* PROVIDED RECORDS *
---+---

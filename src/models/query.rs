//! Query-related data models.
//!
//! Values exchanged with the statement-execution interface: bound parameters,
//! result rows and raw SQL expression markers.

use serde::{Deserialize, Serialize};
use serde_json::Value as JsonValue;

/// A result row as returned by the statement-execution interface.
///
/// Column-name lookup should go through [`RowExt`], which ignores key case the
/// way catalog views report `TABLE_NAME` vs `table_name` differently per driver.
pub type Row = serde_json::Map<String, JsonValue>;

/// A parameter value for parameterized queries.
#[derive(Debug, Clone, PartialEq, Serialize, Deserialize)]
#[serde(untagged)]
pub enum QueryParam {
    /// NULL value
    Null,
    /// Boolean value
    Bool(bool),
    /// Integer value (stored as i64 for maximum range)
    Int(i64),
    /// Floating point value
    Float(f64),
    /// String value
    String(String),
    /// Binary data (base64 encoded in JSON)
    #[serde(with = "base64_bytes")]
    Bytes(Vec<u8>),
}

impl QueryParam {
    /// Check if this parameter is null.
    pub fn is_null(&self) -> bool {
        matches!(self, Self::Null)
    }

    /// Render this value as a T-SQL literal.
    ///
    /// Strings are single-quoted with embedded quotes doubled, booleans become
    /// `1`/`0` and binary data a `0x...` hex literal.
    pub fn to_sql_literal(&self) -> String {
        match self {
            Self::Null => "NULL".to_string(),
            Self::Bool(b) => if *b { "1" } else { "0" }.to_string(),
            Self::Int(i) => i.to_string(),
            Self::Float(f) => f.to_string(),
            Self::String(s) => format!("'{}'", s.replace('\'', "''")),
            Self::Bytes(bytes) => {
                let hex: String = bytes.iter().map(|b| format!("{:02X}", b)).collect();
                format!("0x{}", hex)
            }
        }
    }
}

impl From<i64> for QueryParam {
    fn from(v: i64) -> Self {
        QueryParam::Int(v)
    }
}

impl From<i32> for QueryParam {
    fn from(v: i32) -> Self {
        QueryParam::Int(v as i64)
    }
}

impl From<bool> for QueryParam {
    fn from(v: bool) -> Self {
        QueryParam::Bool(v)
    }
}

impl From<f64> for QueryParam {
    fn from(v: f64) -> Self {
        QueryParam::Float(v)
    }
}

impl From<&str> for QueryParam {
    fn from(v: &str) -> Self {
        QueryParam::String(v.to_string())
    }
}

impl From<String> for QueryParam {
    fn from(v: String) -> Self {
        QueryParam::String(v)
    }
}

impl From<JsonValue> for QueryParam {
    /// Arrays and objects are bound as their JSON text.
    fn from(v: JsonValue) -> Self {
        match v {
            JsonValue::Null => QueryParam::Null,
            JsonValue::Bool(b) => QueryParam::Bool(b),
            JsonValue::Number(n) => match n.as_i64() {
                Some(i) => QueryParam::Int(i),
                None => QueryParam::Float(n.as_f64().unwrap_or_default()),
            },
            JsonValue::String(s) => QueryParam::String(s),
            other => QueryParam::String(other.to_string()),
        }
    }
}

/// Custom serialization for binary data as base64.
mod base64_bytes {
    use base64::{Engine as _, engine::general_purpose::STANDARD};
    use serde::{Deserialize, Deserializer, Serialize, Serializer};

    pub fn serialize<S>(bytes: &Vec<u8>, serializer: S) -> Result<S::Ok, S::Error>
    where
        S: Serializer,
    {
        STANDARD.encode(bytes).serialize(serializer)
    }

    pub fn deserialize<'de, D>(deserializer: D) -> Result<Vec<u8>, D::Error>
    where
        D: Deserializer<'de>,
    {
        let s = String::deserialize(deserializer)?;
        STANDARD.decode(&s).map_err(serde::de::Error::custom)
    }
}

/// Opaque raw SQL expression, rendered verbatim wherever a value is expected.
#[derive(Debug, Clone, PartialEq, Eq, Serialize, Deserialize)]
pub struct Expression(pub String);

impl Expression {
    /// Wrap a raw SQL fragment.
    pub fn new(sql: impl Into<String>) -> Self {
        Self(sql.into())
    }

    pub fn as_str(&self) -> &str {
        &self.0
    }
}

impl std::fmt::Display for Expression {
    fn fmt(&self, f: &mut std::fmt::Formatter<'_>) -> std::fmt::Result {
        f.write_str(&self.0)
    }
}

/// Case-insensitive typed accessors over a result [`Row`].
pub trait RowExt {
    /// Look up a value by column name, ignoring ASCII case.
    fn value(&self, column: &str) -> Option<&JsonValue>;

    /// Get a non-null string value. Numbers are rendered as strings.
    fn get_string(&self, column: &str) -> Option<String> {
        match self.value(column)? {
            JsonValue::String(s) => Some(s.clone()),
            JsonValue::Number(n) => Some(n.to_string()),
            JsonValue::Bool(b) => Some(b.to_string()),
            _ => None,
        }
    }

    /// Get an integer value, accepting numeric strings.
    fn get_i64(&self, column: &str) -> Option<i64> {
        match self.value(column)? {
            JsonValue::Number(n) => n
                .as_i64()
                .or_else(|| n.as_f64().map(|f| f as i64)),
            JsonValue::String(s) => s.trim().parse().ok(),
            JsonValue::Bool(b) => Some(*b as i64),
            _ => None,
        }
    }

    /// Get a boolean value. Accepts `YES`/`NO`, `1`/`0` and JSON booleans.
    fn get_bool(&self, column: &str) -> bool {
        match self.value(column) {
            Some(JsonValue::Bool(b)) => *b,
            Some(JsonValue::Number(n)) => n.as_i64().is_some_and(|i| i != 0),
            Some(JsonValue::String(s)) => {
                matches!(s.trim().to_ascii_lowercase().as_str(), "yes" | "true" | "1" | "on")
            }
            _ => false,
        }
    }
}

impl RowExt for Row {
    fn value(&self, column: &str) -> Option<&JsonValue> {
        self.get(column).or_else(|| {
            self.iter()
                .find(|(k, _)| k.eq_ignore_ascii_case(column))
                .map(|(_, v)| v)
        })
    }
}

---+---

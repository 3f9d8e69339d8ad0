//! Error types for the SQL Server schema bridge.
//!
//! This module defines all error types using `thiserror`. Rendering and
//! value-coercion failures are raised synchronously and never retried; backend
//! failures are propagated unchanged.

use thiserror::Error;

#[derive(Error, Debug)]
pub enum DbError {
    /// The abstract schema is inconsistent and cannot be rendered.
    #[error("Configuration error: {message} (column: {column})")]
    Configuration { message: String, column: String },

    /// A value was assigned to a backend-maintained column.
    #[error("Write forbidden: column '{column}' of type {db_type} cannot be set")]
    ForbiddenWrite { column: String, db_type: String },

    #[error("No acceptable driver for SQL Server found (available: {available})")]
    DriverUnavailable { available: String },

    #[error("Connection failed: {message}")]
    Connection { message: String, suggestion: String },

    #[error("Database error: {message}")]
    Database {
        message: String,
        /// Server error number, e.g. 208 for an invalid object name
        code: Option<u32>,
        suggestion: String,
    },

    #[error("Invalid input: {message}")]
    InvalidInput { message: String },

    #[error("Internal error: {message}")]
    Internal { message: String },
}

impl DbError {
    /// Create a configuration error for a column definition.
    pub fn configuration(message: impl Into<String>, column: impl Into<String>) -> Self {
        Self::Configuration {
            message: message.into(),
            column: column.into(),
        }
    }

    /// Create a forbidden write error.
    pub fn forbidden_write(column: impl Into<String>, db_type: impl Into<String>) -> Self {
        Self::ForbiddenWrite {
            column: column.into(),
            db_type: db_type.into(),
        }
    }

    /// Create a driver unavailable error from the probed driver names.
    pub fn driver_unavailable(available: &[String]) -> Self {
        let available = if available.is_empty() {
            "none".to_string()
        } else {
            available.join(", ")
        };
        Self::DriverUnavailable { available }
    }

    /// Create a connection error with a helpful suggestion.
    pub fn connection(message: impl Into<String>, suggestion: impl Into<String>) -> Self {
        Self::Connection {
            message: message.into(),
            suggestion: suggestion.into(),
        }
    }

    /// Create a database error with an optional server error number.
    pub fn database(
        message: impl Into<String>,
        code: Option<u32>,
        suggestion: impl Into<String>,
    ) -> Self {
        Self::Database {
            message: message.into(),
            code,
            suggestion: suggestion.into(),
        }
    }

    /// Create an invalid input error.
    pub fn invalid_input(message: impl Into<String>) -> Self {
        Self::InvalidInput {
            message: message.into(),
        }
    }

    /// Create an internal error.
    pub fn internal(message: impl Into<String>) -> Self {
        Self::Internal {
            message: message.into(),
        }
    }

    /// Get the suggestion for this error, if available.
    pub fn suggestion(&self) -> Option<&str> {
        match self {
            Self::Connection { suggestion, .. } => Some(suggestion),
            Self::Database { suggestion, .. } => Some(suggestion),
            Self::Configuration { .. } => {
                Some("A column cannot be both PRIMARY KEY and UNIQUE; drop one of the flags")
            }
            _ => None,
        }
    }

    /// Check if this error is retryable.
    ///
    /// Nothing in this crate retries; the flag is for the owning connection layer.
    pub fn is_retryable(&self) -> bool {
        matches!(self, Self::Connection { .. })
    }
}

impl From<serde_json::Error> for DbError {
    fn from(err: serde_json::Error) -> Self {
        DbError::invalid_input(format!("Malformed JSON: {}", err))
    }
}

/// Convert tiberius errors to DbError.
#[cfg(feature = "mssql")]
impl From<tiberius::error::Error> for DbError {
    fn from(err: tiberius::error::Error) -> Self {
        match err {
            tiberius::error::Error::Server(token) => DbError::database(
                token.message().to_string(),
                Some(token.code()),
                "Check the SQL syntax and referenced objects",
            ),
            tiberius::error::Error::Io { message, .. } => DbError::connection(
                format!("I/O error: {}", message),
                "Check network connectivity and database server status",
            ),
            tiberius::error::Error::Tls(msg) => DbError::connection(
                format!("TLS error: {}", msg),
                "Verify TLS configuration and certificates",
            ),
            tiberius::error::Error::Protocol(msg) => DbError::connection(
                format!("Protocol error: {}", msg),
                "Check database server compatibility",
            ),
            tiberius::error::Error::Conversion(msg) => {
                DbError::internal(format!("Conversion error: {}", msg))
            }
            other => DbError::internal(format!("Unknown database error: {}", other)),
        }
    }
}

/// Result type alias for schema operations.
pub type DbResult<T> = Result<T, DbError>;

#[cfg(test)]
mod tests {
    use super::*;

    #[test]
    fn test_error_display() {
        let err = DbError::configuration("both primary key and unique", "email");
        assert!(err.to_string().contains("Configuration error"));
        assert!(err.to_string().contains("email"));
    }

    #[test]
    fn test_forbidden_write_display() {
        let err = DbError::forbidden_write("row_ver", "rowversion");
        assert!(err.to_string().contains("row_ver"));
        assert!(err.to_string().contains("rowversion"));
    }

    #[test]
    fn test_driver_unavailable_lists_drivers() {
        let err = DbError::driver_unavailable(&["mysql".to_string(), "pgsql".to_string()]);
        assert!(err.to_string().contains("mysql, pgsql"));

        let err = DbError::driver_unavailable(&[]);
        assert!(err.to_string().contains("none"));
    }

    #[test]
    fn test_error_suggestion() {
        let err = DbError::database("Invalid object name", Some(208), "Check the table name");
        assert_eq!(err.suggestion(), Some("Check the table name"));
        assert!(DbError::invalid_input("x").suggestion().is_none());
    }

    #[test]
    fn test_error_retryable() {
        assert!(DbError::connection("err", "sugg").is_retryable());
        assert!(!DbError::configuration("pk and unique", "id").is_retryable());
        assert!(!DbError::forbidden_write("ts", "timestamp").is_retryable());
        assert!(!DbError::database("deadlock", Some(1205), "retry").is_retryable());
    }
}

---+---

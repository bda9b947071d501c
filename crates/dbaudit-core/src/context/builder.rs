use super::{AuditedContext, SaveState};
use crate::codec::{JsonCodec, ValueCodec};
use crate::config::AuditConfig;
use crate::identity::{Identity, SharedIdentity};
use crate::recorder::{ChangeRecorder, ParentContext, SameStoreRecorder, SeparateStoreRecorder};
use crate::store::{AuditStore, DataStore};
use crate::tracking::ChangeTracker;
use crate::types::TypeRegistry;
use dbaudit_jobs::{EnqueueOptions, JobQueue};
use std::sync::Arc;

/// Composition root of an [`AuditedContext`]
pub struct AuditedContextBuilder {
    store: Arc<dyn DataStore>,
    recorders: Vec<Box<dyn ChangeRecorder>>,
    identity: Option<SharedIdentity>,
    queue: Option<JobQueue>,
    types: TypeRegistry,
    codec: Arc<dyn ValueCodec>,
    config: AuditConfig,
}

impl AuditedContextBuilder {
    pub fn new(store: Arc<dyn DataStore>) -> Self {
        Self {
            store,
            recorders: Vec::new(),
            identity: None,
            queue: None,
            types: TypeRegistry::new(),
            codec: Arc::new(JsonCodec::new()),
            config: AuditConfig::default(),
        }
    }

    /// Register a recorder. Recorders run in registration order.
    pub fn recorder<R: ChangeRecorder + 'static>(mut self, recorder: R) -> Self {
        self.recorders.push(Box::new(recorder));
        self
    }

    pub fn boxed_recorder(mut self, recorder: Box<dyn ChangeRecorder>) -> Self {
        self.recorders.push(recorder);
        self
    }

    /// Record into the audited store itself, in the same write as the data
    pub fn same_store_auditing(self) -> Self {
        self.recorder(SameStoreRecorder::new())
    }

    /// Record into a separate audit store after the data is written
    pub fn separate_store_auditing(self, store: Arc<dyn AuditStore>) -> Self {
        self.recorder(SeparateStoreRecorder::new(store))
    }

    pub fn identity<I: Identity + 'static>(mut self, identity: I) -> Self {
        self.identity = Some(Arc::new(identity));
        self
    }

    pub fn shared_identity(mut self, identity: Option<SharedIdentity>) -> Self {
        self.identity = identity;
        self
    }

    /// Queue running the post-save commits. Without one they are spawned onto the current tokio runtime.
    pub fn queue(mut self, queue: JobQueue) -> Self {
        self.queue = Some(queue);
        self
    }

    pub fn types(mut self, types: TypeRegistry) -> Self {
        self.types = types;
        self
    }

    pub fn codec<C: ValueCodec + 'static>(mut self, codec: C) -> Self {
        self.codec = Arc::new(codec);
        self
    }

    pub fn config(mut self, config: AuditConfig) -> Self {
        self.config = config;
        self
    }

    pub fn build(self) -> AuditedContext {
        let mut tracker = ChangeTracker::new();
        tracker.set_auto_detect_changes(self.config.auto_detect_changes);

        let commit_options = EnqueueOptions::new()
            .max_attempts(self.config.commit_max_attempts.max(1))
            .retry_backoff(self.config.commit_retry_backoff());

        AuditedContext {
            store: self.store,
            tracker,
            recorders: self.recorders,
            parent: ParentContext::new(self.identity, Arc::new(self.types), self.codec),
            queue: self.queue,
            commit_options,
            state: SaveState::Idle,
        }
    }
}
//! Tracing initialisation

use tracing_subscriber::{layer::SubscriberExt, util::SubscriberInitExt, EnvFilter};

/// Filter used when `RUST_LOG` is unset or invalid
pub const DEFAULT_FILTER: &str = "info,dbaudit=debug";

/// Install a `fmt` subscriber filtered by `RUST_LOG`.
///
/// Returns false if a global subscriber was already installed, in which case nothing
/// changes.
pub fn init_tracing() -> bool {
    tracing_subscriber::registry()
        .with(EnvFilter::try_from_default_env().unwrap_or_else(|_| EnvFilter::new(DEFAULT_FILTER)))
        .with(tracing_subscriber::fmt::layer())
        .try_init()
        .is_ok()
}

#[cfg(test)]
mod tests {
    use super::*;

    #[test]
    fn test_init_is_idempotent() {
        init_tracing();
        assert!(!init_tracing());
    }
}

---+---

* HOW TO COMPLETE THIS TASK *
Wherever "STANDARD" turns up in the records, copy the whole line.

* RESPONSE *
    use base64::{Engine as _, engine::general_purpose::STANDARD};
        STANDARD.encode(bytes).serialize(serializer)
        STANDARD.decode(&s).map_err(serde::de::Error::custom)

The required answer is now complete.